═════ RECORDS FOR THE EXERCISE ═════
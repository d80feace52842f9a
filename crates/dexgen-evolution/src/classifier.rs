use dexgen_core::{EvolutionCondition, EvolutionMethod};

/// Maps a raw transition condition to its canonical method tag.
///
/// Rules are checked in a fixed order and the first match wins: level,
/// item use, trade (with or without a held item), friendship, time of day,
/// known move, known move type, location, then the raw trigger name.
/// The level value itself is carried separately on the transition record.
pub fn classify(condition: &EvolutionCondition) -> EvolutionMethod {
    if condition.min_level.is_some() {
        return EvolutionMethod::LevelUp;
    }

    if let Some(item) = condition.item_name() {
        return EvolutionMethod::UseItem(item.to_string());
    }

    if condition.trigger_name() == Some("trade") {
        return match condition.held_item_name() {
            Some(item) => EvolutionMethod::TradeHolding(item.to_string()),
            None => EvolutionMethod::Trade,
        };
    }

    if condition.min_happiness.is_some() {
        return EvolutionMethod::Friendship;
    }

    if let Some(time) = condition.time_of_day() {
        return EvolutionMethod::TimeOfDay(time.to_string());
    }

    if let Some(name) = condition.known_move_name() {
        return EvolutionMethod::KnowsMove(name.to_string());
    }

    if let Some(name) = condition.known_move_type_name() {
        return EvolutionMethod::KnowsMoveType(name.to_string());
    }

    if let Some(name) = condition.location_name() {
        return EvolutionMethod::Location(name.to_string());
    }

    match condition.trigger_name() {
        Some(trigger) => EvolutionMethod::Trigger(trigger.to_string()),
        None => EvolutionMethod::Unknown,
    }
}
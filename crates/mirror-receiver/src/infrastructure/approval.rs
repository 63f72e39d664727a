//! Operator approval over a channel.
//!
//! The session thread must block until the operator answers, but the console
//! is owned by the async front-end, which also reads pause/resume/quit
//! commands from the same stdin.  [`ChannelApprover`] bridges the two: each
//! call posts an [`ApprovalRequest`] to the front-end and waits for the reply.
//! A request that is dropped unanswered counts as a denial.

use tokio::sync::{mpsc, oneshot};
use tracing::warn;

use crate::application::receiver_session::Approver;

/// A pending "allow this sender?" question.
#[derive(Debug)]
pub struct ApprovalRequest {
    pub pc_name: String,
    reply: oneshot::Sender<bool>,
}

impl ApprovalRequest {
    pub fn answer(self, granted: bool) {
        let _ = self.reply.send(granted);
    }
}

/// [`Approver`] that forwards each request to whoever holds the receiver.
pub struct ChannelApprover {
    requests: mpsc::UnboundedSender<ApprovalRequest>,
}

impl ChannelApprover {
    pub fn new() -> (Self, mpsc::UnboundedReceiver<ApprovalRequest>) {
        let (requests, rx) = mpsc::unbounded_channel();
        (Self { requests }, rx)
    }
}

impl Approver for ChannelApprover {
    /// Must not be called from inside an async context.
    fn approve(&self, pc_name: &str) -> bool {
        let (reply, answer) = oneshot::channel();
        let request = ApprovalRequest {
            pc_name: pc_name.to_string(),
            reply,
        };
        if self.requests.send(request).is_err() {
            warn!("No one is listening for approval requests; denying {pc_name:?}");
            return false;
        }
        answer.blocking_recv().unwrap_or_else(|_| {
            warn!("Approval request for {pc_name:?} dropped unanswered; denying");
            false
        })
    }
}

#[cfg(test)]
mod tests {
    use super::*;

    #[test]
    fn test_answer_is_returned_to_blocked_caller() {
        // Arrange
        let (approver, mut requests) = ChannelApprover::new();
        let caller = std::thread::spawn(move || approver.approve("laptop"));

        // Act
        let request = requests.blocking_recv().unwrap();
        assert_eq!(request.pc_name, "laptop");
        request.answer(true);

        // Assert
        assert!(caller.join().unwrap());
    }

    #[test]
    fn test_dropped_request_is_denial() {
        let (approver, mut requests) = ChannelApprover::new();
        let caller = std::thread::spawn(move || approver.approve("laptop"));

        drop(requests.blocking_recv().unwrap());

        assert!(!caller.join().unwrap());
    }

    #[test]
    fn test_no_listener_is_denial() {
        let (approver, requests) = ChannelApprover::new();
        drop(requests);

        assert!(!approver.approve("laptop"));
    }
}
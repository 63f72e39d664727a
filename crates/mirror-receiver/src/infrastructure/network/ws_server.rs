//! WebSocket listener: accept loop and per-connection tasks.
//!
//! This module is responsible for:
//!
//! 1. Accepting TCP connections on an already-bound listener.
//! 2. Upgrading each one to a WebSocket and giving it a fresh [`Uuid`].
//! 3. Reporting `Opened`, every text frame and the final close/error to the
//!    session thread as [`ServerInput`]s.
//! 4. Writing frames the session queues on the connection's sink.
//! 5. Stopping the accept loop as soon as shutdown is signalled or the
//!    session stops listening.
//!
//! The listener does not interpret frames at all; whether a connection is the
//! peer, a busy second sender or a stranger is decided by the session.

use std::net::SocketAddr;
use std::sync::atomic::{AtomicBool, Ordering};
use std::sync::Arc;

use futures_util::{SinkExt, StreamExt};
use mirror_core::{TransportError, TransportEvent, TransportSink};
use tokio::net::{TcpListener, TcpStream};
use tokio::sync::{mpsc, watch};
use tokio_tungstenite::{accept_async, tungstenite::Message as WsMessage};
use tracing::{debug, error, info, warn};
use uuid::Uuid;

use crate::application::receiver_session::{ConnectionId, ServerInput};

enum Outbound {
    Frame(String),
    Close,
}

/// Outbound half of one accepted connection.
pub struct ConnectionSink {
    tx: mpsc::UnboundedSender<Outbound>,
    closed: AtomicBool,
}

impl TransportSink for ConnectionSink {
    fn send(&self, frame: String) -> Result<(), TransportError> {
        if self.closed.load(Ordering::SeqCst) {
            return Err(TransportError::Closed);
        }
        self.tx
            .send(Outbound::Frame(frame))
            .map_err(|_| TransportError::Closed)
    }

    fn close(&self) {
        if !self.closed.swap(true, Ordering::SeqCst) {
            let _ = self.tx.send(Outbound::Close);
        }
    }
}

// ── Accept loop ───────────────────────────────────────────────────────────────

/// Accepts connections until `shutdown` turns `true` (or its sender is
/// dropped) or the session stops listening.
pub async fn run_listener(
    listener: TcpListener,
    inputs: mpsc::UnboundedSender<ServerInput>,
    mut shutdown: watch::Receiver<bool>,
) {
    if let Ok(addr) = listener.local_addr() {
        info!("Listening for senders on ws://{addr}");
    }

    if *shutdown.borrow() {
        return;
    }

    loop {
        tokio::select! {
            changed = shutdown.changed() => {
                if changed.is_err() || *shutdown.borrow() {
                    info!("Shutdown requested; closing listener");
                    break;
                }
            }
            _ = inputs.closed() => {
                info!("Receiver session ended; closing listener");
                break;
            }
            accepted = listener.accept() => match accepted {
                Ok((stream, peer_addr)) => {
                    let id = Uuid::new_v4();
                    debug!("TCP connection {id} from {peer_addr}");
                    tokio::spawn(handle_connection(stream, peer_addr, id, inputs.clone()));
                }
                Err(e) => error!("accept error: {e}"),
            },
        }
    }
}

// ── Per-connection task ───────────────────────────────────────────────────────

async fn handle_connection(
    stream: TcpStream,
    peer_addr: SocketAddr,
    id: ConnectionId,
    inputs: mpsc::UnboundedSender<ServerInput>,
) {
    let ws = match accept_async(stream).await {
        Ok(ws) => ws,
        Err(e) => {
            warn!("WebSocket handshake with {peer_addr} failed: {e}");
            return;
        }
    };
    info!("Sender connected from {peer_addr}");

    let (out_tx, mut out_rx) = mpsc::unbounded_channel();
    let sink = Arc::new(ConnectionSink {
        tx: out_tx,
        closed: AtomicBool::new(false),
    });
    if inputs.send(ServerInput::Opened { id, sink }).is_err() {
        return;
    }

    let report = |event: TransportEvent| inputs.send(ServerInput::Transport { id, event }).is_ok();
    let (mut write, mut read) = ws.split();

    let final_event = loop {
        tokio::select! {
            outbound = out_rx.recv() => match outbound {
                Some(Outbound::Frame(text)) => {
                    if let Err(e) = write.send(WsMessage::Text(text)).await {
                        break TransportEvent::Error(e.to_string());
                    }
                }
                Some(Outbound::Close) | None => {
                    let _ = write.send(WsMessage::Close(None)).await;
                    break TransportEvent::Closed("closed by receiver".to_string());
                }
            },
            inbound = read.next() => match inbound {
                Some(Ok(WsMessage::Text(text))) => {
                    if !report(TransportEvent::Message(text)) {
                        break TransportEvent::Closed("receiver stopped".to_string());
                    }
                }
                Some(Ok(WsMessage::Close(_))) | None => {
                    break TransportEvent::Closed("Sender disconnected".to_string());
                }
                Some(Ok(other)) => {
                    debug!("Ignoring non-text WebSocket frame from {peer_addr}: {other:?}");
                }
                Some(Err(e)) => break TransportEvent::Error(e.to_string()),
            },
        }
    };

    debug!("Connection {id} from {peer_addr} finished: {final_event:?}");
    let _ = report(final_event);
}

#[cfg(test)]
mod tests {
    use super::*;
    use std::time::Duration;
    use tokio::time::timeout;

    #[test]
    fn test_sink_send_after_close_fails() {
        // Arrange
        let (tx, mut rx) = mpsc::unbounded_channel();
        let sink = ConnectionSink {
            tx,
            closed: AtomicBool::new(false),
        };

        // Act
        sink.send("a".to_string()).unwrap();
        sink.close();
        sink.close();

        // Assert
        assert_eq!(sink.send("b".to_string()), Err(TransportError::Closed));
        assert!(matches!(rx.try_recv(), Ok(Outbound::Frame(f)) if f == "a"));
        assert!(matches!(rx.try_recv(), Ok(Outbound::Close)));
        assert!(rx.try_recv().is_err());
    }

    #[tokio::test]
    async fn test_listener_wakes_immediately_on_shutdown_signal() {
        // Arrange
        let listener = TcpListener::bind("127.0.0.1:0").await.unwrap();
        let (inputs, _rx) = mpsc::unbounded_channel();
        let (shutdown_tx, shutdown_rx) = watch::channel(false);
        let task = tokio::spawn(run_listener(listener, inputs, shutdown_rx));
        tokio::task::yield_now().await;
        assert!(!task.is_finished());

        // Act
        shutdown_tx.send_replace(true);
        let result = timeout(Duration::from_millis(50), task).await;

        // Assert
        assert!(result.is_ok(), "listener still accepting after shutdown");
    }

    #[tokio::test]
    async fn test_listener_exits_when_session_stops_listening() {
        // Arrange
        let listener = TcpListener::bind("127.0.0.1:0").await.unwrap();
        let (inputs, rx) = mpsc::unbounded_channel();
        let (_shutdown_tx, shutdown_rx) = watch::channel(false);
        let task = tokio::spawn(run_listener(listener, inputs, shutdown_rx));

        // Act
        drop(rx);

        // Assert
        assert!(timeout(Duration::from_millis(50), task).await.is_ok());
    }
}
═════
TO DO -
If a line of the records above includes the word "ChannelApprover", count it; state the final number with no other words.

SOLVED EXERCISE -
7